Other franchisors may be less concerned about seasonality than equipping franchisees to handle start-up and periodic capital-equipment costs. 

“In choosing our Unified Lending Management platform to help the company meet its franchisees’ cash-flow needs, H&R Block gets a seamless, white-label solution that’s fast, accurate, easy to use and features flexible reporting and analytics for sharing information,” says Ionenko. “Big Picture, H&R Block’s engagement with us reflects Gartner’s view that the surest way tto soften the impact of Covid-19 and ensure operational continuity is by accelerating digital initiatives.” 

Among franchisors that conform to this mold is Ace Hardware, which “provides internal-inventory financing to help existing franchisees open new stores without having to go back to the bank for financing,” according to Entrepreneur magazine.
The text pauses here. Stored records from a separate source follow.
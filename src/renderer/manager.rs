use crate::renderer::backend::{Backend, DescriptorWrite, DeviceLimits};
use crate::renderer::cache::{Retention, SingleFlightCache};
use crate::renderer::common::{
    DepthPlane, DepthStencilAspect, DescriptorClass, DescriptorType, Format, GraphicsApi, MemoryAccess, ResourceState, ResourceType,
    align_up, compute_num_mips, content_hash,
};
use crate::renderer::config::RenderConfig;
use crate::renderer::handle::{HandleInner, HandleOwner, ResourceHandle, ResourceKind, SlotPool};
use crate::renderer::resources::color_buffer::ColorBufferDesc;
use crate::renderer::resources::depth_buffer::DepthBufferDesc;
use crate::renderer::resources::gpu_buffer::GpuBufferDesc;
use crate::renderer::resources::pipeline_state::{
    ComputePipelineDesc, GraphicsPipelineDesc, MeshletPipelineDesc, PipelineDesc,
};
use crate::renderer::resources::root_signature::{DescriptorSetLayout, RootParameter, RootSignatureDesc};
use crate::renderer::resources::sampler::SamplerDesc;
use crate::renderer::resources::shader::{PipelineShaders, ShaderManager};
use color_eyre::eyre::{OptionExt, bail, eyre};
use color_eyre::Result;
use glam::Vec4;
use std::any::Any;
use std::sync::{Arc, Weak};
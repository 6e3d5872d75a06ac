use crate::renderer::common::{Format, ResourceState, ResourceType};
use crate::renderer::handle::ResourceHandle;
use crate::renderer::GraphicsContext;
use color_eyre::Result;

#[derive(Debug, Clone, PartialEq)]
pub struct DepthBufferDesc {
    pub name: String,
    pub resource_type: ResourceType,
    pub width: u64,
    pub height: u32,
    pub array_size_or_depth: u32,
    pub num_mips: u32,
    pub num_samples: u32,
    pub format: Format,
    pub clear_depth: f32,
    pub clear_stencil: u8,
}

impl Default for DepthBufferDesc {
    fn default() -> Self {
        Self {
            name: String::new(),
            resource_type: ResourceType::TEXTURE_2D,
            width: 0,
            height: 0,
            array_size_or_depth: 1,
            num_mips: 1,
            num_samples: 1,
            format: Format::Unknown,
            clear_depth: 1.0,
            clear_stencil: 0,
        }
    }
}

impl DepthBufferDesc {
    pub fn texture_2d(name: impl Into<String>, width: u64, height: u32, format: Format) -> Self {
        Self {
            name: name.into(),
            width,
            height,
            format,
            ..Default::default()
        }
    }
}

#[derive(Clone)]
pub struct DepthBuffer {
    ctx: GraphicsContext,
    handle: ResourceHandle,
}

impl DepthBuffer {
    pub fn new(ctx: &GraphicsContext, desc: &DepthBufferDesc) -> Result<Self> {
        let handle = ctx.manager().create_depth_buffer(desc)?;
        Ok(Self { ctx: ctx.clone(), handle })
    }

    pub fn handle(&self) -> &ResourceHandle {
        &self.handle
    }

    pub fn name(&self) -> String {
        self.ctx.manager().name(&self.handle).unwrap_or_default()
    }

    pub fn width(&self) -> u64 {
        self.ctx.manager().width(&self.handle).unwrap_or(0)
    }

    pub fn height(&self) -> u32 {
        self.ctx.manager().height(&self.handle).unwrap_or(0)
    }

    pub fn format(&self) -> Format {
        self.ctx.manager().format(&self.handle).unwrap_or_default()
    }

    pub fn num_samples(&self) -> u32 {
        self.ctx.manager().num_samples(&self.handle).unwrap_or(0)
    }

    pub fn clear_depth(&self) -> f32 {
        self.ctx.manager().clear_depth(&self.handle).unwrap_or(1.0)
    }

    pub fn clear_stencil(&self) -> u8 {
        self.ctx.manager().clear_stencil(&self.handle).unwrap_or(0)
    }

    pub fn usage_state(&self) -> ResourceState {
        self.ctx.manager().usage_state(&self.handle).unwrap_or_default()
    }

    pub fn set_usage_state(&self, state: ResourceState) {
        self.ctx.manager().set_usage_state(&self.handle, state);
    }
}

impl std::fmt::Debug for DepthBuffer {
    fn fmt(&self, f: &mut std::fmt::Formatter<'_>) -> std::fmt::Result {
        f.debug_tuple("DepthBuffer").field(&self.handle).finish()
    }
}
Meanwhile, pizza-chain startup Marco’s Pizza provides financing to franchisees with a credit facility underwritten by a private-equity fund. 

Franchisors unearth new efficiencies while reaching out to help Covid-slowed affiliates 

Ionenko expects in-house franchise financing to become an operational staple for franchisors that are eager to see their licensed affiliates thrive. “We hear from franchisors constantly,” she says. “They know their franchisees face a lot of uncertainty these days, and that having robust in-house financing sends a calming message to them: ‘We are in your corner, and we will back your play.’” 

But we’re not talking about something that costs more than it earns. “It’s true that franchisees rest easier knowing that HQ has an ongoing and vested interest in their success,” says TurnKey Lender’s Ionenko. “But a franchisor can make money lending to franchisees — while tapping into valuable financing analytics that new shed light on efficiencies and bolster marketing initiatives.” 

TurnKey Lender was already a leader in embedded-financing technology before Covid-19 struck in early 2020. Seven years ago, the company initiated a new kind of lending through its Unified Lending Management platform, which equips companies of all sizes to provide fast, secure financing to their customers and affiliates using technology that’s bolstered by sophisticated machine learning, but as easy to use and reliable as the ATM in your bank’s lobby. TurnKey Lender’s solution includes core functionalities such as digital-loan origination, alternative-credit scoring, AI-based underwriting, loan servicing, debt collection, reporting, compliance,  and more.  

“Since we started in 2014, we’ve been providing software-as-a-service that automates all digital lending operations, and all digital-lending decisions for every stage of every loan’s life cycle,” says Ionenko. “And from the start franchisors, have been on this journey with us, with more in our pipeline as we work together for better public health and renewed economic stability.”